__Description of the task__
Set down the entries once more exactly as they were written.

__Supplied records__
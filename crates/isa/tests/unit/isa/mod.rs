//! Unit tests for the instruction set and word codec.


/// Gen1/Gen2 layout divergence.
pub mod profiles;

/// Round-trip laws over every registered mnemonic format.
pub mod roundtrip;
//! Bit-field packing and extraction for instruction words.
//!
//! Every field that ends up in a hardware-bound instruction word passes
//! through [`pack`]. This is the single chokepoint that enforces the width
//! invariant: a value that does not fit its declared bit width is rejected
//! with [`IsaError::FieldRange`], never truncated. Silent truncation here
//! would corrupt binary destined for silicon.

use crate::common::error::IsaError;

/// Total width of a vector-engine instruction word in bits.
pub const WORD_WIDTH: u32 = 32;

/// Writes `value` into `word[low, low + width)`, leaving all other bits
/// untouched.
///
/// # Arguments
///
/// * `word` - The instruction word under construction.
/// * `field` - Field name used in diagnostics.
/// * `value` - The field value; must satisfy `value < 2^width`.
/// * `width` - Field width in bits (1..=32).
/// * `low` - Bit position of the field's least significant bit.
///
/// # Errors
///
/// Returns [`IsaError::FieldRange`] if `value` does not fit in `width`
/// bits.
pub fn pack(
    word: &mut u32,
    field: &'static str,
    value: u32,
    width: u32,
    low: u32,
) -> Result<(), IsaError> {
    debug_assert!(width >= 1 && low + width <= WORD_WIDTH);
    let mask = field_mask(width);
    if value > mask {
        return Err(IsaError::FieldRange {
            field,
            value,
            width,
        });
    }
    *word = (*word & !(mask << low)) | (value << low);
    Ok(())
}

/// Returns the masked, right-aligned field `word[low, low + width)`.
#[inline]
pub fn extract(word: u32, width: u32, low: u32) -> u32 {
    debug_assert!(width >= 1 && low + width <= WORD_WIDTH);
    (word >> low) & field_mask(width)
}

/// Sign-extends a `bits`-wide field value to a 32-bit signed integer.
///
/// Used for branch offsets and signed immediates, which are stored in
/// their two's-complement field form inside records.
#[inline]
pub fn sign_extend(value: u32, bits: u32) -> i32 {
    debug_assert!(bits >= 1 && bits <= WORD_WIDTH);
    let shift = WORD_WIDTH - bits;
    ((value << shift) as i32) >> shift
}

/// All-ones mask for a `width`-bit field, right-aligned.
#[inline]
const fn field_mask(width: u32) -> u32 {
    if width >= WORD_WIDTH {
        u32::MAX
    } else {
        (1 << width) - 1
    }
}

__Task output__
filename crates/isa/tests/unit/isa/mod.rs
//! Unit tests for the instruction set and word codec.


/// Gen1/Gen2 layout divergence.
pub mod profiles;

/// Round-trip laws over every registered mnemonic format.
pub mod roundtrip;
//! Bit-field packing and extraction for instruction words.
//!
//! Every field that ends up in a hardware-bound instruction word passes
//! through [`pack`]. This is the single chokepoint that enforces the width
//! invariant: a value that does not fit its declared bit width is rejected
//! with [`IsaError::FieldRange`], never truncated. Silent truncation here
//! would corrupt binary destined for silicon.

use crate::common::error::IsaError;

/// Total width of a vector-engine instruction word in bits.
pub const WORD_WIDTH: u32 = 32;

/// Writes `value` into `word[low, low + width)`, leaving all other bits
/// untouched.
///
/// # Arguments
///
/// * `word` - The instruction word under construction.
/// * `field` - Field name used in diagnostics.
/// * `value` - The field value; must satisfy `value < 2^width`.
/// * `width` - Field width in bits (1..=32).
/// * `low` - Bit position of the field's least significant bit.
///
/// # Errors
///
/// Returns [`IsaError::FieldRange`] if `value` does not fit in `width`
/// bits.
pub fn pack(
    word: &mut u32,
    field: &'static str,
    value: u32,
    width: u32,
    low: u32,
) -> Result<(), IsaError> {
    debug_assert!(width >= 1 && low + width <= WORD_WIDTH);
    let mask = field_mask(width);
    if value > mask {
        return Err(IsaError::FieldRange {
            field,
            value,
            width,
        });
    }
    *word = (*word & !(mask << low)) | (value << low);
    Ok(())
}

/// Returns the masked, right-aligned field `word[low, low + width)`.
#[inline]
pub fn extract(word: u32, width: u32, low: u32) -> u32 {
    debug_assert!(width >= 1 && low + width <= WORD_WIDTH);
    (word >> low) & field_mask(width)
}

/// Sign-extends a `bits`-wide field value to a 32-bit signed integer.
///
/// Used for branch offsets and signed immediates, which are stored in
/// their two's-complement field form inside records.
#[inline]
pub fn sign_extend(value: u32, bits: u32) -> i32 {
    debug_assert!(bits >= 1 && bits <= WORD_WIDTH);
    let shift = WORD_WIDTH - bits;
    ((value << shift) as i32) >> shift
}

/// All-ones mask for a `width`-bit field, right-aligned.
#[inline]
const fn field_mask(width: u32) -> u32 {
    if width >= WORD_WIDTH {
        u32::MAX
    } else {
        (1 << width) - 1
    }
}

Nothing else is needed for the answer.